[Extracted records]

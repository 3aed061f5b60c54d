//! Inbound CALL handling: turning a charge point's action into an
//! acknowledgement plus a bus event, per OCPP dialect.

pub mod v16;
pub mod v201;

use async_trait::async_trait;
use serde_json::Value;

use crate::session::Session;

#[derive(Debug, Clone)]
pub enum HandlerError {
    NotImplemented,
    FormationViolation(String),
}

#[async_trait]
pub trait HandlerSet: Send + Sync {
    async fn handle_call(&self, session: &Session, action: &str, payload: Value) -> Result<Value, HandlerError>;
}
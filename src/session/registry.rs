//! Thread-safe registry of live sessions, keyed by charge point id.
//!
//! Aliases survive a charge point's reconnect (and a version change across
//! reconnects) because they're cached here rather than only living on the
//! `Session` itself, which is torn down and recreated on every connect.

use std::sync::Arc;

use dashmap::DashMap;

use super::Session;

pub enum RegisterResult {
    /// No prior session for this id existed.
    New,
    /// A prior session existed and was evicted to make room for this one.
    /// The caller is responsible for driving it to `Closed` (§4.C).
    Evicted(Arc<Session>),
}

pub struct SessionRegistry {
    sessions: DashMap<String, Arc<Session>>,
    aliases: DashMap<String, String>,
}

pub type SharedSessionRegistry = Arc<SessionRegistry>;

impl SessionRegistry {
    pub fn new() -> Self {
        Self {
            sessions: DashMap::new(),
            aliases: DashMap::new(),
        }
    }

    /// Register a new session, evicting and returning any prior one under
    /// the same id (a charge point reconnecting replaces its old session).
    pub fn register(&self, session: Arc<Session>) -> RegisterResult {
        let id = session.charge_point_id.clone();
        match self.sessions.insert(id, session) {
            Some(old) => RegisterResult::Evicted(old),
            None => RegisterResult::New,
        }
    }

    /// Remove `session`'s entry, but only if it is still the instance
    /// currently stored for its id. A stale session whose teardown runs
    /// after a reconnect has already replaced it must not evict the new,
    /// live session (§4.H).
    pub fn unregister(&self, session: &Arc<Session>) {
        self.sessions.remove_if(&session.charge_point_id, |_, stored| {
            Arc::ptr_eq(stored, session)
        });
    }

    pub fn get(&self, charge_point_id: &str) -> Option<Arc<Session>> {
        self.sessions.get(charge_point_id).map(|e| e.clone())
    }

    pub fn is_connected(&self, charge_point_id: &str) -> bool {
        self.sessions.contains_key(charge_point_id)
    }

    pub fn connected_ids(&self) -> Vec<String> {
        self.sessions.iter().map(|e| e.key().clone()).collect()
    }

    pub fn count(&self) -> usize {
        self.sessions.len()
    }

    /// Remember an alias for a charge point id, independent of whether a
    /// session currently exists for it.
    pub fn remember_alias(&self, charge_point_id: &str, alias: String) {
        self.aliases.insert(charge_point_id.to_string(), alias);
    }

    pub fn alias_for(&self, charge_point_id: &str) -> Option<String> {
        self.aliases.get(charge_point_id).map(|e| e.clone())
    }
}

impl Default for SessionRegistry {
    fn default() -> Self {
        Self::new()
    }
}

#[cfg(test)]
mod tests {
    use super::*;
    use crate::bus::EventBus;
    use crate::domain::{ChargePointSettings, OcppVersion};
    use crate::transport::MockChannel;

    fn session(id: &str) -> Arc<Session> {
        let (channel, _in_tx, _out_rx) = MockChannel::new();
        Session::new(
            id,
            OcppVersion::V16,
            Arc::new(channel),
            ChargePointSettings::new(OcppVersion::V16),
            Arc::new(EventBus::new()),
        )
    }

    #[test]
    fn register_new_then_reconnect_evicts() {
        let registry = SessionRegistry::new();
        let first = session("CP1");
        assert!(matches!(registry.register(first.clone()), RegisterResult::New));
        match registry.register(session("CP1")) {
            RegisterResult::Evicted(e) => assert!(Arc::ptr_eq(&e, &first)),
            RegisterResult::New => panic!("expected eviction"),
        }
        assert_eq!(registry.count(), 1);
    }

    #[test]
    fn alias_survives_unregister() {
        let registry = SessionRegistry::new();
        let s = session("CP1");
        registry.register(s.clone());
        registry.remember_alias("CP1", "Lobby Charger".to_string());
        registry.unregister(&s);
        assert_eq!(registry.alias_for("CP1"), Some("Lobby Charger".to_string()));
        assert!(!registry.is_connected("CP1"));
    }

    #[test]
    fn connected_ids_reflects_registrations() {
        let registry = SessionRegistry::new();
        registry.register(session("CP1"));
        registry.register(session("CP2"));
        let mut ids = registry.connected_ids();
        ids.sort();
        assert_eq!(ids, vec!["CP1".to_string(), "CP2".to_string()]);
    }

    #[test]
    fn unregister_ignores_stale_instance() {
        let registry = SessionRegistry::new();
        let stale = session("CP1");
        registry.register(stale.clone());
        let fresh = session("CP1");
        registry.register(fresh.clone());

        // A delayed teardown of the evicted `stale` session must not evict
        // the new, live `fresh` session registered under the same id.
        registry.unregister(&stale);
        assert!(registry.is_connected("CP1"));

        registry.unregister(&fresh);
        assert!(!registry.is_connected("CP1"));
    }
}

## What is required
Find the word "count" in the data and copy out each line where it turns up.

## Answer space
    pub fn count(&self) -> usize {
        assert_eq!(registry.count(), 1);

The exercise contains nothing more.